WHAT YOU NEED TO DO.
Write the listing out again, exactly as it reads below.

□ □ □

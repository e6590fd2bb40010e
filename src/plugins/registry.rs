//! Command registry.
//!
//! Built once at startup. Maps every lowercase name and alias to its
//! [`Command`] and renders the menu from the same table.

use std::collections::HashMap;
use std::future::Future;
use std::sync::Arc;

use async_trait::async_trait;
use tracing::warn;

use crate::bot::dispatcher::AppState;
use crate::client::{MessageEvent, WaClient};
use crate::permissions::Access;
use crate::utils::reply::ReplyExt;

/// Everything a handler gets.
#[derive(Clone)]
pub struct CommandContext {
    /// Client of the session that received the message.
    pub client: Arc<dyn WaClient>,
    pub event: Arc<MessageEvent>,
    pub state: AppState,
    pub command: String,
    pub args: Vec<String>,
}

impl CommandContext {
    /// Arguments joined back with single spaces.
    pub fn arg_text(&self) -> String {
        self.args.join(" ")
    }

    /// Quoted text reply.
    pub async fn reply(&self, text: &str) -> anyhow::Result<()> {
        self.client.reply(&self.event, text).await?;
        Ok(())
    }

    /// Quoted framed card.
    pub async fn reply_card(&self, title: &str, lines: &[String]) -> anyhow::Result<()> {
        self.client.reply_card(&self.event, title, lines).await?;
        Ok(())
    }

    pub async fn react(&self, emoji: &str) -> anyhow::Result<()> {
        self.client.react(&self.event, emoji).await?;
        Ok(())
    }

    /// Prefix currently configured, for usage hints.
    pub fn prefix(&self) -> String {
        self.state.bot_settings.prefix()
    }
}

/// A command implementation.
#[async_trait]
pub trait CommandHandler: Send + Sync {
    async fn call(&self, ctx: CommandContext) -> anyhow::Result<()>;
}

#[async_trait]
impl<F, Fut> CommandHandler for F
where
    F: Fn(CommandContext) -> Fut + Send + Sync,
    Fut: Future<Output = anyhow::Result<()>> + Send + 'static,
{
    async fn call(&self, ctx: CommandContext) -> anyhow::Result<()> {
        (self)(ctx).await
    }
}

/// Menu section a command is listed under.
#[derive(Debug, Clone, Copy, PartialEq, Eq)]
pub enum Category {
    Main,
    Downloader,
    Group,
    Settings,
    Tools,
}

impl Category {
    pub const ORDER: [Self; 5] = [Self::Main, Self::Downloader, Self::Group, Self::Settings, Self::Tools];

    pub fn title(&self) -> &'static str {
        match self {
            Self::Main => "MAIN",
            Self::Downloader => "DOWNLOADERS",
            Self::Group => "GROUP",
            Self::Settings => "SETTINGS",
            Self::Tools => "TOOLS",
        }
    }
}

/// One registered command.
pub struct Command {
    pub name: &'static str,
    pub aliases: &'static [&'static str],
    pub description: &'static str,
    pub access: Access,
    pub category: Category,
    /// Reaction sent before the handler runs.
    pub react: Option<&'static str>,
    pub handler: Arc<dyn CommandHandler>,
}

impl Command {
    pub fn new(name: &'static str, category: Category, handler: impl CommandHandler + 'static) -> Self {
        Self {
            name,
            aliases: &[],
            description: "",
            access: Access::Everyone,
            category,
            react: None,
            handler: Arc::new(handler),
        }
    }

    #[must_use]
    pub fn aliases(mut self, aliases: &'static [&'static str]) -> Self {
        self.aliases = aliases;
        self
    }

    #[must_use]
    pub fn describe(mut self, description: &'static str) -> Self {
        self.description = description;
        self
    }

    #[must_use]
    pub fn access(mut self, access: Access) -> Self {
        self.access = access;
        self
    }

    #[must_use]
    pub fn react(mut self, emoji: &'static str) -> Self {
        self.react = Some(emoji);
        self
    }
}

/// Name and alias lookup table.
#[derive(Default)]
pub struct CommandRegistry {
    commands: Vec<Arc<Command>>,
    index: HashMap<String, Arc<Command>>,
}

impl CommandRegistry {
    pub fn new() -> Self {
        Self::default()
    }

    /// Add a command. Names already taken are skipped with a warning.
    pub fn register(&mut self, command: Command) -> &mut Self {
        let command = Arc::new(command);

        for name in std::iter::once(&command.name).chain(command.aliases.iter()) {
            let key = name.to_lowercase();
            if let Some(existing) = self.index.get(&key) {
                warn!("Command name '{}' already used by '{}'", key, existing.name);
                continue;
            }
            self.index.insert(key, Arc::clone(&command));
        }

        self.commands.push(command);
        self
    }

    pub fn lookup(&self, name: &str) -> Option<Arc<Command>> {
        self.index.get(name).cloned()
    }

    pub fn contains(&self, name: &str) -> bool {
        self.index.contains_key(name)
    }

    pub fn commands(&self) -> impl Iterator<Item = &Arc<Command>> {
        self.commands.iter()
    }

    pub fn len(&self) -> usize {
        self.commands.len()
    }

    /// Menu body: one section per category, sorted by name.
    pub fn render_menu(&self, prefix: &str) -> String {
        let mut out = String::new();

        for category in Category::ORDER {
            let mut entries: Vec<&Arc<Command>> =
                self.commands.iter().filter(|c| c.category == category).collect();
            if entries.is_empty() {
                continue;
            }
            entries.sort_by_key(|c| c.name);

            out.push_str(&format!("║  ╭──── {} ────╮\n", category.title()));
            for cmd in entries {
                if cmd.description.is_empty() {
                    out.push_str(&format!("║  │ 🔸 *{}{}*\n", prefix, cmd.name));
                } else {
                    out.push_str(&format!("║  │ 🔸 *{}{}* - {}\n", prefix, cmd.name, cmd.description));
                }
            }
            out.push_str("║  ╰──────────────╯\n");
        }

        out
    }
}

#[cfg(test)]
mod tests {
    use super::*;

    async fn noop(_ctx: CommandContext) -> anyhow::Result<()> {
        Ok(())
    }

    fn registry() -> CommandRegistry {
        let mut registry = CommandRegistry::new();
        registry
            .register(Command::new("ping", Category::Main, noop).describe("Speed"))
            .register(Command::new("tiktok", Category::Downloader, noop).aliases(&["tt"]))
            .register(Command::new("kick", Category::Group, noop).access(Access::GroupAdmin))
            .register(Command::new("tt", Category::Tools, noop));
        registry
    }

    #[test]
    fn test_lookup_by_name_and_alias() {
        let registry = registry();
        assert_eq!(registry.lookup("tt").unwrap().name, "tiktok");
        assert_eq!(registry.lookup("kick").unwrap().access, Access::GroupAdmin);
        assert!(registry.lookup("nosuch").is_none());
        assert!(registry.contains("ping"));
        assert_eq!(registry.len(), 4);
    }

    #[test]
    fn test_render_menu_groups_by_category() {
        let menu = registry().render_menu("#");
        let main = menu.find("MAIN").unwrap();
        let dl = menu.find("DOWNLOADERS").unwrap();
        let group = menu.find("GROUP").unwrap();
        assert!(main < dl && dl < group);
        assert!(menu.contains("*#ping* - Speed"));
        assert!(menu.contains("*#kick*"));
        assert!(!menu.contains("SETTINGS"));
    }
}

□ □ □

EXERCISE RESULT.
repository e6590fd2bb40010e
filename src/plugins/registry.rs
//! Command registry.
//!
//! Built once at startup. Maps every lowercase name and alias to its
//! [`Command`] and renders the menu from the same table.

use std::collections::HashMap;
use std::future::Future;
use std::sync::Arc;

use async_trait::async_trait;
use tracing::warn;

use crate::bot::dispatcher::AppState;
use crate::client::{MessageEvent, WaClient};
use crate::permissions::Access;
use crate::utils::reply::ReplyExt;

/// Everything a handler gets.
#[derive(Clone)]
pub struct CommandContext {
    /// Client of the session that received the message.
    pub client: Arc<dyn WaClient>,
    pub event: Arc<MessageEvent>,
    pub state: AppState,
    pub command: String,
    pub args: Vec<String>,
}

impl CommandContext {
    /// Arguments joined back with single spaces.
    pub fn arg_text(&self) -> String {
        self.args.join(" ")
    }

    /// Quoted text reply.
    pub async fn reply(&self, text: &str) -> anyhow::Result<()> {
        self.client.reply(&self.event, text).await?;
        Ok(())
    }

    /// Quoted framed card.
    pub async fn reply_card(&self, title: &str, lines: &[String]) -> anyhow::Result<()> {
        self.client.reply_card(&self.event, title, lines).await?;
        Ok(())
    }

    pub async fn react(&self, emoji: &str) -> anyhow::Result<()> {
        self.client.react(&self.event, emoji).await?;
        Ok(())
    }

    /// Prefix currently configured, for usage hints.
    pub fn prefix(&self) -> String {
        self.state.bot_settings.prefix()
    }
}

/// A command implementation.
#[async_trait]
pub trait CommandHandler: Send + Sync {
    async fn call(&self, ctx: CommandContext) -> anyhow::Result<()>;
}

#[async_trait]
impl<F, Fut> CommandHandler for F
where
    F: Fn(CommandContext) -> Fut + Send + Sync,
    Fut: Future<Output = anyhow::Result<()>> + Send + 'static,
{
    async fn call(&self, ctx: CommandContext) -> anyhow::Result<()> {
        (self)(ctx).await
    }
}

/// Menu section a command is listed under.
#[derive(Debug, Clone, Copy, PartialEq, Eq)]
pub enum Category {
    Main,
    Downloader,
    Group,
    Settings,
    Tools,
}

impl Category {
    pub const ORDER: [Self; 5] = [Self::Main, Self::Downloader, Self::Group, Self::Settings, Self::Tools];

    pub fn title(&self) -> &'static str {
        match self {
            Self::Main => "MAIN",
            Self::Downloader => "DOWNLOADERS",
            Self::Group => "GROUP",
            Self::Settings => "SETTINGS",
            Self::Tools => "TOOLS",
        }
    }
}

/// One registered command.
pub struct Command {
    pub name: &'static str,
    pub aliases: &'static [&'static str],
    pub description: &'static str,
    pub access: Access,
    pub category: Category,
    /// Reaction sent before the handler runs.
    pub react: Option<&'static str>,
    pub handler: Arc<dyn CommandHandler>,
}

impl Command {
    pub fn new(name: &'static str, category: Category, handler: impl CommandHandler + 'static) -> Self {
        Self {
            name,
            aliases: &[],
            description: "",
            access: Access::Everyone,
            category,
            react: None,
            handler: Arc::new(handler),
        }
    }

    #[must_use]
    pub fn aliases(mut self, aliases: &'static [&'static str]) -> Self {
        self.aliases = aliases;
        self
    }

    #[must_use]
    pub fn describe(mut self, description: &'static str) -> Self {
        self.description = description;
        self
    }

    #[must_use]
    pub fn access(mut self, access: Access) -> Self {
        self.access = access;
        self
    }

    #[must_use]
    pub fn react(mut self, emoji: &'static str) -> Self {
        self.react = Some(emoji);
        self
    }
}

/// Name and alias lookup table.
#[derive(Default)]
pub struct CommandRegistry {
    commands: Vec<Arc<Command>>,
    index: HashMap<String, Arc<Command>>,
}

impl CommandRegistry {
    pub fn new() -> Self {
        Self::default()
    }

    /// Add a command. Names already taken are skipped with a warning.
    pub fn register(&mut self, command: Command) -> &mut Self {
        let command = Arc::new(command);

        for name in std::iter::once(&command.name).chain(command.aliases.iter()) {
            let key = name.to_lowercase();
            if let Some(existing) = self.index.get(&key) {
                warn!("Command name '{}' already used by '{}'", key, existing.name);
                continue;
            }
            self.index.insert(key, Arc::clone(&command));
        }

        self.commands.push(command);
        self
    }

    pub fn lookup(&self, name: &str) -> Option<Arc<Command>> {
        self.index.get(name).cloned()
    }

    pub fn contains(&self, name: &str) -> bool {
        self.index.contains_key(name)
    }

    pub fn commands(&self) -> impl Iterator<Item = &Arc<Command>> {
        self.commands.iter()
    }

    pub fn len(&self) -> usize {
        self.commands.len()
    }

    /// Menu body: one section per category, sorted by name.
    pub fn render_menu(&self, prefix: &str) -> String {
        let mut out = String::new();

        for category in Category::ORDER {
            let mut entries: Vec<&Arc<Command>> =
                self.commands.iter().filter(|c| c.category == category).collect();
            if entries.is_empty() {
                continue;
            }
            entries.sort_by_key(|c| c.name);

            out.push_str(&format!("║  ╭──── {} ────╮\n", category.title()));
            for cmd in entries {
                if cmd.description.is_empty() {
                    out.push_str(&format!("║  │ 🔸 *{}{}*\n", prefix, cmd.name));
                } else {
                    out.push_str(&format!("║  │ 🔸 *{}{}* - {}\n", prefix, cmd.name, cmd.description));
                }
            }
            out.push_str("║  ╰──────────────╯\n");
        }

        out
    }
}

#[cfg(test)]
mod tests {
    use super::*;

    async fn noop(_ctx: CommandContext) -> anyhow::Result<()> {
        Ok(())
    }

    fn registry() -> CommandRegistry {
        let mut registry = CommandRegistry::new();
        registry
            .register(Command::new("ping", Category::Main, noop).describe("Speed"))
            .register(Command::new("tiktok", Category::Downloader, noop).aliases(&["tt"]))
            .register(Command::new("kick", Category::Group, noop).access(Access::GroupAdmin))
            .register(Command::new("tt", Category::Tools, noop));
        registry
    }

    #[test]
    fn test_lookup_by_name_and_alias() {
        let registry = registry();
        assert_eq!(registry.lookup("tt").unwrap().name, "tiktok");
        assert_eq!(registry.lookup("kick").unwrap().access, Access::GroupAdmin);
        assert!(registry.lookup("nosuch").is_none());
        assert!(registry.contains("ping"));
        assert_eq!(registry.len(), 4);
    }

    #[test]
    fn test_render_menu_groups_by_category() {
        let menu = registry().render_menu("#");
        let main = menu.find("MAIN").unwrap();
        let dl = menu.find("DOWNLOADERS").unwrap();
        let group = menu.find("GROUP").unwrap();
        assert!(main < dl && dl < group);
        assert!(menu.contains("*#ping* - Speed"));
        assert!(menu.contains("*#kick*"));
        assert!(!menu.contains("SETTINGS"));
    }
}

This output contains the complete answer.